甘味を頻回に食べる習慣があると、喘息が悪化する?

気道や皮膚のマイクロバイオーム(微生物叢)が、アレルギーに関係することは、さまざまな研究で明らかになってきている。

■ アレルギー疾患がマイクロバイオーム(微生物叢)と関連することは、さまざまな報告がなされています。
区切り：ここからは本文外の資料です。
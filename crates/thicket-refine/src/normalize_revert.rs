// crates/thicket-refine/src/normalize_revert.rs

//! Reverting one normalization pass against the product automata computed
//! while walking a trace backward (`spec.md` §4.7, steps (i)-(iv)).

use std::collections::{HashMap, HashSet};
use thicket_automata::intersection::ProdMap;
use thicket_automata::{reduce, State, TreeAut};
use thicket_core::{Data, RootIdx};
use thicket_label::{DataId, Label, LabelArena};
use thicket_normalize::NormalizationLog;

/// Splits the product automaton computed per surviving root back into one
/// component per original root, undoing every merge `log` recorded, most
/// recent first (`log.merges_reversed()`). Roots untouched by any merge
/// pass their product straight through unchanged.
#[must_use]
pub fn revert_normalization(
    products: &HashMap<RootIdx, (TreeAut, ProdMap)>,
    log: &NormalizationLog,
    arena: &mut LabelArena,
) -> HashMap<RootIdx, TreeAut> {
    let mut reconstructed: HashMap<RootIdx, TreeAut> = products
        .iter()
        .map(|(&root, (ta, _))| (root, ta.clone()))
        .collect();

    for merge in log.merges_reversed() {
        let survivor_key = log.resolve(merge.survivor);
        let Some((product, prod_map)) = products.get(&survivor_key) else {
            continue;
        };

        // (i) copy the product TA to both the survivor's and the merged
        // root's original position, (ii) erase the accepting states that
        // no longer correspond to either alone.
        let mut merged_ta = product.clone();
        for &f in product.final_states() {
            merged_ta.remove_final(f);
        }

        // (iii) the product states reached from each join state become the
        // reconstructed merged component's accepting states: they mark
        // "recognized everything below, ending where the splice happened".
        let mut cut_states: Vec<State> = Vec::new();
        for &(in_survivor, _in_merged) in log.join_states_for(merge.survivor) {
            for (&(_backward, forward), &product_state) in prod_map {
                if forward == in_survivor {
                    merged_ta.add_final(product_state);
                    cut_states.push(product_state);
                }
            }
        }
        let merged_ta = reduce::useless_and_unreachable_free(&merged_ta);

        // (iv) in the survivor's reconstructed component, those same
        // product states become `Ref` leaves to the newly reconstructed
        // merged component, and the subtree they used to carry is dropped
        // (it now lives in `merged_ta` instead).
        let survivor_ta = reconstructed
            .get(&survivor_key)
            .cloned()
            .unwrap_or_else(|| product.clone());
        let cut_survivor = cut_below(&survivor_ta, &cut_states, merge.merged, arena);

        reconstructed.insert(survivor_key, cut_survivor);
        reconstructed.insert(merge.merged, merged_ta);
    }

    reconstructed
}

/// Replaces every transition producing a state in `cut_states` with a
/// single `Ref` leaf to `target`, dropping whatever now lives below it.
fn cut_below(ta: &TreeAut, cut_states: &[State], target: RootIdx, arena: &mut LabelArena) -> TreeAut {
    let cut: HashSet<State> = cut_states.iter().copied().collect();
    if cut.is_empty() {
        return ta.clone();
    }
    let ref_label = arena.intern(Label::Data(Data::Ref { root: target, displ: 0 }, DataId(0)));

    let mut out = TreeAut::new();
    for t in ta.transitions() {
        if cut.contains(&t.rhs) {
            continue;
        }
        out.add_transition(t.lhs.clone(), t.label, t.rhs);
    }
    for &q in &cut {
        out.register_state(q);
        out.add_transition(vec![], ref_label, q);
    }
    for &f in ta.final_states() {
        out.add_final(f);
    }
    reduce::useless_and_unreachable_free(&out)
}

#[cfg(test)]
mod tests {
    use super::*;
    use thicket_automata::intersection::intersection_bu;
    use thicket_core::RootIdx;
    use thicket_fae::ForestAutomaton;

    #[test]
    fn reconstructs_the_merged_away_component_and_re_adds_its_ref() {
        let mut fae = ForestAutomaton::new();
        let leaf = fae
            .labels_mut()
            .intern(Label::Data(thicket_core::Data::Null, DataId(0)));
        let mut child_ta = TreeAut::new();
        let cq = child_ta.fresh_state();
        child_ta.add_transition(vec![], leaf, cq);
        child_ta.add_final(cq);
        let child = fae.alloc_root(child_ta);

        let ref_label = fae
            .labels_mut()
            .intern(Label::Data(Data::Ref { root: child, displ: 0 }, DataId(1)));
        let mut pred_ta = TreeAut::new();
        let pq = pred_ta.fresh_state();
        pred_ta.add_transition(vec![], ref_label, pq);
        pred_ta.add_final(pq);
        let pred = fae.alloc_root(pred_ta);
        fae.bind_var(0, Data::Ref { root: pred, displ: 0 });

        let log = thicket_normalize::normalize(&mut fae);
        assert_eq!(log.len(), 1);
        let merged_survivor = fae.root(pred).expect("survivor still present").clone();

        // Stand in for "the backward FA intersected against this snapshot"
        // with a trivial self-intersection.
        let (product, prod_map) = intersection_bu(&merged_survivor, &merged_survivor);
        let mut products = HashMap::new();
        products.insert(pred, (product, prod_map));

        let mut arena = fae.labels().clone();
        let reconstructed = revert_normalization(&products, &log, &mut arena);

        let child_back = reconstructed.get(&child).expect("child reconstructed");
        assert_eq!(child_back.transitions().len(), 1);
        assert_eq!(child_back.transitions()[0].label, leaf);

        let pred_back = reconstructed.get(&pred).expect("survivor reconstructed");
        assert_eq!(pred_back.transitions().len(), 1);
        let Label::Data(Data::Ref { root, .. }, _) = arena.get(pred_back.transitions()[0].label) else {
            panic!("expected a Ref leaf restored at the join point");
        };
        assert_eq!(*root, child);
    }

    #[test]
    fn an_empty_log_leaves_every_root_as_its_own_product() {
        let mut arena = LabelArena::new();
        let leaf = arena.intern(Label::Data(thicket_core::Data::Null, DataId(0)));
        let mut ta = TreeAut::new();
        let q = ta.fresh_state();
        ta.add_transition(vec![], leaf, q);
        ta.add_final(q);

        let mut products = HashMap::new();
        products.insert(RootIdx::new(0), (ta.clone(), ProdMap::new()));
        let log = NormalizationLog::new();

        let reconstructed = revert_normalization(&products, &log, &mut arena);
        assert_eq!(reconstructed.len(), 1);
        assert_eq!(reconstructed[&RootIdx::new(0)].transitions().len(), 1);
    }
}
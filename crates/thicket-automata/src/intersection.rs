// crates/thicket-automata/src/intersection.rs

//! Synchronous bottom-up product construction (`spec.md` §4.1,
//! "intersection_BU"; `fa/bu_intersection.hh`).

use crate::state::State;
use crate::ta::TreeAut;
use std::collections::HashMap;
use thicket_label::LabelId;

/// Maps a pair of source states to the single state that represents them
/// in the product automaton. Exposed so callers (the backward run in
/// particular, `spec.md` §4.7) can recover which source states a product
/// state came from.
pub type ProdMap = HashMap<(State, State), State>;

/// Computes `a` intersected with `b` bottom-up: a product transition
/// `label(p1,q1 .. pn,qn) -> p,q` exists exactly when `label(p1..pn) -> p`
/// is a transition of `a` and `label(q1..qn) -> q` is a transition of `b`
/// with the same label and arity. Returns the product automaton together
/// with the `(a-state, b-state) -> product-state` map the backward run
/// needs to invert.
#[must_use]
pub fn intersection_bu(a: &TreeAut, b: &TreeAut) -> (TreeAut, ProdMap) {
    let mut out = TreeAut::new();
    let mut prod_map: ProdMap = HashMap::new();

    // Index b's transitions by label for fast pairing.
    let mut b_by_label: HashMap<LabelId, Vec<&crate::transition::Transition>> = HashMap::new();
    for t in b.transitions() {
        b_by_label.entry(t.label).or_default().push(t);
    }

    let mut product_state = |out: &mut TreeAut, prod_map: &mut ProdMap, pa: State, pb: State| {
        *prod_map.entry((pa, pb)).or_insert_with(|| out.fresh_state())
    };

    // Fixpoint: a product transition can only be formed once both children's
    // product states exist, so iterate until no new product states appear.
    let mut frontier_grew = true;
    while frontier_grew {
        frontier_grew = false;
        for ta in a.transitions() {
            let Some(candidates) = b_by_label.get(&ta.label) else {
                continue;
            };
            for tb in candidates {
                if ta.arity() != tb.arity() {
                    continue;
                }
                // All child pairs must already have an established product
                // state (both being leaves satisfies this trivially).
                let children: Option<Vec<State>> = ta
                    .lhs
                    .iter()
                    .zip(tb.lhs.iter())
                    .map(|(&pa, &pb)| prod_map.get(&(pa, pb)).copied())
                    .collect();
                let Some(children) = children else {
                    continue;
                };
                let before = prod_map.len();
                let rhs = product_state(&mut out, &mut prod_map, ta.rhs, tb.rhs);
                if prod_map.len() != before {
                    frontier_grew = true;
                }
                out.add_transition(children, ta.label, rhs);
            }
        }
        // Seed leaves explicitly: a pair of nullary transitions with equal
        // label always establishes a product state even before the loop
        // above would visit it via a child lookup.
        for ta in a.transitions().iter().filter(|t| t.is_leaf()) {
            let Some(candidates) = b_by_label.get(&ta.label) else {
                continue;
            };
            for tb in candidates.iter().filter(|t| t.is_leaf()) {
                let before = prod_map.len();
                let rhs = product_state(&mut out, &mut prod_map, ta.rhs, tb.rhs);
                if prod_map.len() != before {
                    frontier_grew = true;
                }
                out.add_transition(vec![], ta.label, rhs);
            }
        }
    }

    for &fa in a.final_states() {
        for &fb in b.final_states() {
            if let Some(&rhs) = prod_map.get(&(fa, fb)) {
                out.add_final(rhs);
            }
        }
    }

    (out, prod_map)
}

#[cfg(test)]
mod tests {
    use super::*;
    use crate::reduce::is_empty;
    use thicket_label::{Label, LabelArena};

    #[test]
    fn intersection_of_disjoint_leaf_languages_is_empty() {
        let mut arena = LabelArena::new();
        let lbl_a = arena.intern(Label::Data(thicket_core::Data::Int(1), thicket_label::DataId(0)));
        let lbl_b = arena.intern(Label::Data(thicket_core::Data::Int(2), thicket_label::DataId(0)));

        let mut a = TreeAut::new();
        let qa = a.fresh_state();
        a.add_transition(vec![], lbl_a, qa);
        a.add_final(qa);

        let mut b = TreeAut::new();
        let qb = b.fresh_state();
        b.add_transition(vec![], lbl_b, qb);
        b.add_final(qb);

        let (product, _) = intersection_bu(&a, &b);
        assert!(is_empty(&product));
    }

    #[test]
    fn intersection_of_equal_leaf_languages_is_nonempty() {
        let mut arena = LabelArena::new();
        let lbl = arena.intern(Label::Data(thicket_core::Data::Int(1), thicket_label::DataId(0)));

        let mut a = TreeAut::new();
        let qa = a.fresh_state();
        a.add_transition(vec![], lbl, qa);
        a.add_final(qa);

        let mut b = TreeAut::new();
        let qb = b.fresh_state();
        b.add_transition(vec![], lbl, qb);
        b.add_final(qb);

        let (product, prod_map) = intersection_bu(&a, &b);
        assert!(!is_empty(&product));
        assert!(prod_map.contains_key(&(qa, qb)));
    }
}
// crates/thicket-fae/src/garbage.rs

//! The garbage checker: every live root must be reachable from a program
//! variable or from another reachable root (`spec.md` §6,
//! "garbage detected"; `fa/garbage_checker.hh`).
//!
//! Kept as a standalone check rather than folded into the executor's
//! instruction handlers, matching the original tool, which runs it as a
//! separate pass after each instruction rather than inline in `free`.

use crate::fae::ForestAutomaton;
use std::collections::HashSet;
use thicket_core::diagnostics::ProgramError;
use thicket_core::{Data, RootIdx};

/// Returns `Err(ProgramError::GarbageDetected)` if any live root is
/// unreachable from the variable environment, directly or transitively
/// through other roots' references.
pub fn garbage_check(fae: &ForestAutomaton) -> Result<(), ProgramError> {
    let mut reachable: HashSet<RootIdx> = HashSet::new();
    let mut frontier: Vec<RootIdx> = fae
        .vars()
        .values()
        .filter_map(Data::as_ref_target)
        .map(|(r, _)| r)
        .collect();
    frontier.retain(|r| reachable.insert(*r));

    while let Some(r) = frontier.pop() {
        for succ in fae.connection_graph().direct_successors(r) {
            if reachable.insert(succ) {
                frontier.push(succ);
            }
        }
    }

    for idx in 0..fae.root_count() {
        let root = RootIdx::from(idx);
        if fae.root(root).is_some() && !reachable.contains(&root) {
            return Err(ProgramError::GarbageDetected);
        }
    }
    Ok(())
}

#[cfg(test)]
mod tests {
    use super::*;
    use thicket_automata::TreeAut;
    use thicket_label::{DataId, Label};

    #[test]
    fn unreachable_root_is_flagged() {
        let mut fae = ForestAutomaton::new();
        let null_label = fae.labels_mut().intern(Label::Data(Data::Null, DataId(0)));
        let mut ta = TreeAut::new();
        let q0 = ta.fresh_state();
        ta.add_transition(vec![], null_label, q0);
        fae.alloc_root(ta);
        fae.recompute_connection_graph();
        assert_eq!(garbage_check(&fae), Err(ProgramError::GarbageDetected));
    }

    #[test]
    fn root_reachable_from_a_variable_is_fine() {
        let mut fae = ForestAutomaton::new();
        let null_label = fae.labels_mut().intern(Label::Data(Data::Null, DataId(0)));
        let mut ta = TreeAut::new();
        let q0 = ta.fresh_state();
        ta.add_transition(vec![], null_label, q0);
        let r0 = fae.alloc_root(ta);
        fae.bind_var(0, Data::Ref { root: r0, displ: 0 });
        fae.recompute_connection_graph();
        assert_eq!(garbage_check(&fae), Ok(()));
    }
}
■ そしてマイクロバイオームとの関連を絡めて、甘味を毎日食べていると、喘息が悪化するかも…という報告が、ポーランドのウッチ医科大学から報告されていました。

 

※甘味を食べてはいけないという意味ではありませんので、念のためm(_ _)m

Majak P, Molińska K, Latek M, Rychlik B, Wachulec M, Błauż A, et al. Upper-airway dysbiosis related to frequent sweets consumption increases the risk of asthma in children with chronic rhinosinusitis. Pediatric Allergy and Immunology 2021; 32:489-500.

慢性副鼻腔炎と診断された4~8歳の小児133名に対し、アンケート調査や皮膚プリックテスト、味覚検査、鼻咽頭ぬぐい液、鼻粘膜の採取を行い、細菌叢と喘息のリスクとの関連を調査した。

背景

■ 慢性鼻副鼻腔炎(CRS)と喘息を併発する最も重要な免疫学的背景のひとつは、局所的なディスバイオシスに対する自然免疫反応であるとされる。
■ そこで、慢性鼻副鼻腔炎(CRS)を有する幼児における上気道ディスバイオーシスの臨床的決定因子と、それが鼻炎症プロファイルおよび喘息リスクに及ぼす影響を評価することを目的とした。

方法

■ 喘息の有無にかかわらず、医師によってCRSと診断された4~8歳の小児133名をリクルートした。
■ 参加者全員に対して、副鼻腔・鼻のQOLアンケート、皮膚プリックテスト、味覚検査、鼻咽頭ぬぐい液、鼻粘膜の採取を実施した。

■ 上気道ディスバイオーシスは、喘息特異的マイクロバイオームの組成と生物多様性の低下によって個別に定義された。
■ 多変量解析法を用いて、喘息や上気道ディスバイオーシスのリスク因子と鼻粘膜の特異的炎症プロファイルを定義した。

結果

■ 喘息特異的な上気道マイクロバイオーム組成は、 Patescibacteria/Actinobacteria の比の低下で反映され、喘息のリスクを増加させた(OR:8.32;95%CI:2.93-23.6)。
■ 喘息特異的マイクロバイオームの組成は、週7回以上の甘いものの摂取(OR:2.64; 95%CI:1.11-6.28)、生物多様性の減少(OR:3.83; 95%CI:1.65-8.87)、鼻咽頭におけるブドウ球菌株の存在(OR:4.25; 95%CI:1.12-16.1)、鼻粘膜におけるβ-ディフェンシン2、IL-5、IL-13の低発現と関連していた。

■ 生物多様性の低下は、抗生物質の頻繁な使用、IL-17およびT1R3(甘味受容体)の鼻腔内発現の高さと関連していた。
■ 喘息児では、甘味知覚の低下が観察された。

結論

■ 頻繁な甘味摂取、頻繁な抗生物質投与、鼻免疫機能の変化に関連した特異的な上気道ディスバイオーシスは、CRSの幼児における喘息のリスクを増加させる。